▶ **PROBLEM DESCRIPTION**: Examine the records below and count how many lines contain the string "from". Give only the number.

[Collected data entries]
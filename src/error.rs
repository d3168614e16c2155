pub type ReconcileResult<T> = Result<T, ReconcileError>;

#[derive(Debug, thiserror::Error)]
pub enum ReconcileError {
    #[error("API token missing or placeholder: set {0}")]
    MissingCredential(String),

    #[error("failed to list zones: {0}")]
    ZoneListing(String),

    #[error("invalid configuration: {0}")]
    InvalidConfig(String),

    #[error("API error ({status}): {message}")]
    Api { status: u16, message: String },

    #[error("rate limited after {0} retries")]
    RateLimited(u32),

    #[error(transparent)]
    Http(#[from] reqwest::Error),

    #[error(transparent)]
    Io(#[from] std::io::Error),

    #[error(transparent)]
    Yaml(#[from] serde_yaml::Error),

    #[error(transparent)]
    Json(#[from] serde_json::Error),
}

impl ReconcileError {
    /// Whether this error aborts the whole run rather than a single
    /// record.
    #[must_use]
    pub const fn is_fatal(&self) -> bool {
        matches!(
            self,
            Self::MissingCredential(_) | Self::ZoneListing(_) | Self::InvalidConfig(_)
        )
    }
}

▶ **SOLUTION**: 4